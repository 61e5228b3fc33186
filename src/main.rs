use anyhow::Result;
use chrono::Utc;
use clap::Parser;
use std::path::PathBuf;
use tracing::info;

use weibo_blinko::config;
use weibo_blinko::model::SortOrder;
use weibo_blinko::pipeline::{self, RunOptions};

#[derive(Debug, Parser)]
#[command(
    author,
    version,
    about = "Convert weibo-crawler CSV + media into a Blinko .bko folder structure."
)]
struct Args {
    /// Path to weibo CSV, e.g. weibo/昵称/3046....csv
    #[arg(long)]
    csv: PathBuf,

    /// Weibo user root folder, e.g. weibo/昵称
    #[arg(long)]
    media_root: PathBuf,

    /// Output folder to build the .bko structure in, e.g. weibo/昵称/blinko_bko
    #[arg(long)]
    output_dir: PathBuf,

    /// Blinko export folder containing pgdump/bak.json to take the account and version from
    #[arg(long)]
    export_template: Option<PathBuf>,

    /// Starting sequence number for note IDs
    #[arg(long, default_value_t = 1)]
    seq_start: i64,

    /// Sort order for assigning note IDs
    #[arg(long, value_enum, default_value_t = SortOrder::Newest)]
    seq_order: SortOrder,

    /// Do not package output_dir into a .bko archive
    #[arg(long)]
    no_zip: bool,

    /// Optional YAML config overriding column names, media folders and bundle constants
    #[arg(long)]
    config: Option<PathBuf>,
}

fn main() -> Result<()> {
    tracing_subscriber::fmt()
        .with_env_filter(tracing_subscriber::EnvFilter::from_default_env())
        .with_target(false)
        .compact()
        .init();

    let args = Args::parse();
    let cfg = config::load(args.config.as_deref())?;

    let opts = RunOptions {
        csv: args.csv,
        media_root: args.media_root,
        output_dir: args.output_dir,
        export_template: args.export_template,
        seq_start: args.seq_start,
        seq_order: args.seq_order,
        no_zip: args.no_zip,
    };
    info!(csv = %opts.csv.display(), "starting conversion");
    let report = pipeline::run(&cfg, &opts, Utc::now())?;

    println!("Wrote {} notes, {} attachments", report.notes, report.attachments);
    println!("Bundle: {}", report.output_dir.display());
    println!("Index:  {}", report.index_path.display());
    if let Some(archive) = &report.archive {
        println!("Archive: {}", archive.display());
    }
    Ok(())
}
==
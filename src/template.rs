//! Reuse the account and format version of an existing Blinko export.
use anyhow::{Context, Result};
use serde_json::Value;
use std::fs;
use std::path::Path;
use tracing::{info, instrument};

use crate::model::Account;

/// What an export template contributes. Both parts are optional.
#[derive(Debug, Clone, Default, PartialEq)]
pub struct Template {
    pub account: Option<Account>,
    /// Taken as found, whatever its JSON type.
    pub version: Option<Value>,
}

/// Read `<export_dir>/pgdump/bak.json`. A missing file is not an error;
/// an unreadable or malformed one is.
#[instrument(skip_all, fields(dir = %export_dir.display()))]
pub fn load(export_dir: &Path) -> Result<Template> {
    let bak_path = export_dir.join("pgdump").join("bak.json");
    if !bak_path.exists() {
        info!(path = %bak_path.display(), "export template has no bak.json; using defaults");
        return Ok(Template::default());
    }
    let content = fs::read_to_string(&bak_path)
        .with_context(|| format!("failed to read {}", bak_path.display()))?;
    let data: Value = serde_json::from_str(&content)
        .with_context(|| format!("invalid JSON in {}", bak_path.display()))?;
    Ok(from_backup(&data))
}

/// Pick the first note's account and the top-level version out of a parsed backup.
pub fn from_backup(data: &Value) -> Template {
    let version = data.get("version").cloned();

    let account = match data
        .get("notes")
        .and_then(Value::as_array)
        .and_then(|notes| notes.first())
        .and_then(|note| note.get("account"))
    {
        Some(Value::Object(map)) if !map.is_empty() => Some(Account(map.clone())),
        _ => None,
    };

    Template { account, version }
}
==
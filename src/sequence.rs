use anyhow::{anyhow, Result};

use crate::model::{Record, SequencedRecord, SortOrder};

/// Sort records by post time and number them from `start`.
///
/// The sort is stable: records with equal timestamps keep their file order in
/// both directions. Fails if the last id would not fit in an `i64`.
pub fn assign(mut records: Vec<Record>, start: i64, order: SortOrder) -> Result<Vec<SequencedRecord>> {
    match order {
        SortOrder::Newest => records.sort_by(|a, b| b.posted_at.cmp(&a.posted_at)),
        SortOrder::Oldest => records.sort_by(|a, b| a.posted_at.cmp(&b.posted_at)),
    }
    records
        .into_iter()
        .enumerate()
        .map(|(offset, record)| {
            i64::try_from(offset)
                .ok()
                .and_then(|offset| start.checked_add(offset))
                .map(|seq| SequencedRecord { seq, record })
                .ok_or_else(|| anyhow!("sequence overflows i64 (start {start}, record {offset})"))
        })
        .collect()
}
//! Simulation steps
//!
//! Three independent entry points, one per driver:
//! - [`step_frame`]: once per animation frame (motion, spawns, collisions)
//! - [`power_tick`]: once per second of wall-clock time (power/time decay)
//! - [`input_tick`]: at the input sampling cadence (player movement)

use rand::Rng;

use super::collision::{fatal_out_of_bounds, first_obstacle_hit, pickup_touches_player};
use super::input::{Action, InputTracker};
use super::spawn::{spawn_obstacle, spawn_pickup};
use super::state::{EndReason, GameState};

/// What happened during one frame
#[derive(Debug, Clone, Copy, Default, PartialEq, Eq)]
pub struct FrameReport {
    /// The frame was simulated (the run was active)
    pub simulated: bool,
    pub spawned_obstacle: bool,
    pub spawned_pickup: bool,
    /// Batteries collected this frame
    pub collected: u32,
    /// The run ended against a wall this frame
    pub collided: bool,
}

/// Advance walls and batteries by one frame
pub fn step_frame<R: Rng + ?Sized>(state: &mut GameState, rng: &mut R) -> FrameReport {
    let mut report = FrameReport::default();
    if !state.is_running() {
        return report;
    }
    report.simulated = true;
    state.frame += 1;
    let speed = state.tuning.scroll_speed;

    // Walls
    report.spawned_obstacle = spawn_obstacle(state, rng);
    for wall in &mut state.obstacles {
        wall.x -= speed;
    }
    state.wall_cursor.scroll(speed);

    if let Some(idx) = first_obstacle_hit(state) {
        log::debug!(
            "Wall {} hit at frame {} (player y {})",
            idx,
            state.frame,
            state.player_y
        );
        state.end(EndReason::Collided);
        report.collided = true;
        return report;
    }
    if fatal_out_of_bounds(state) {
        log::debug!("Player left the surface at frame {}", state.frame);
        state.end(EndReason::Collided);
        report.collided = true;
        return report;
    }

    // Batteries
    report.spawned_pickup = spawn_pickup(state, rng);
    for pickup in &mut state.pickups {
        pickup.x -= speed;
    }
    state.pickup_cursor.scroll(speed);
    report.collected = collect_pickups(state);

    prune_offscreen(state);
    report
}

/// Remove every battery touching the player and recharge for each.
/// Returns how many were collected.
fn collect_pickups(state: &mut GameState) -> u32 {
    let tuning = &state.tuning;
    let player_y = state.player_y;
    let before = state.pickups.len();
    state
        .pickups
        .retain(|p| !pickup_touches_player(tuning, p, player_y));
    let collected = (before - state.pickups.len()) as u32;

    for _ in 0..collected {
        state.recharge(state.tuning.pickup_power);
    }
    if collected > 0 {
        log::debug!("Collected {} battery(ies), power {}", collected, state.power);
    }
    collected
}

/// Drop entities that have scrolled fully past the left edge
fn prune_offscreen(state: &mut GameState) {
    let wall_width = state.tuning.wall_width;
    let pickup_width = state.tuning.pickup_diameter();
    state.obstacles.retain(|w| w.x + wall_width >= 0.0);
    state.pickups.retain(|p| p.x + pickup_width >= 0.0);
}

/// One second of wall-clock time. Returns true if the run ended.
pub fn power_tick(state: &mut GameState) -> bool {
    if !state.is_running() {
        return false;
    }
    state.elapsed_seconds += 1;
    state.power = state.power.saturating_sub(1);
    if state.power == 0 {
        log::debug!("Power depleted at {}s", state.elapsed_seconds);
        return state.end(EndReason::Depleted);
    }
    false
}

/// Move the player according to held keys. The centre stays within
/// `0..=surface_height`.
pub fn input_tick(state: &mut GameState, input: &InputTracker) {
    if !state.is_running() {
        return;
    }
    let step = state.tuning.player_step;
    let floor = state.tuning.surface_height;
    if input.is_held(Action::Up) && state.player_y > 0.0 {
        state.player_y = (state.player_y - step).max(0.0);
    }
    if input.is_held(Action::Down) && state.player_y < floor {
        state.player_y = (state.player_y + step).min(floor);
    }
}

_WORK ITEM_
Search the entries above for "pipeline". Show every line that has it.

_RESULT BELOW_
use weibo_blinko::pipeline::{self, RunOptions};
    let report = pipeline::run(&cfg, &opts, Utc::now())?;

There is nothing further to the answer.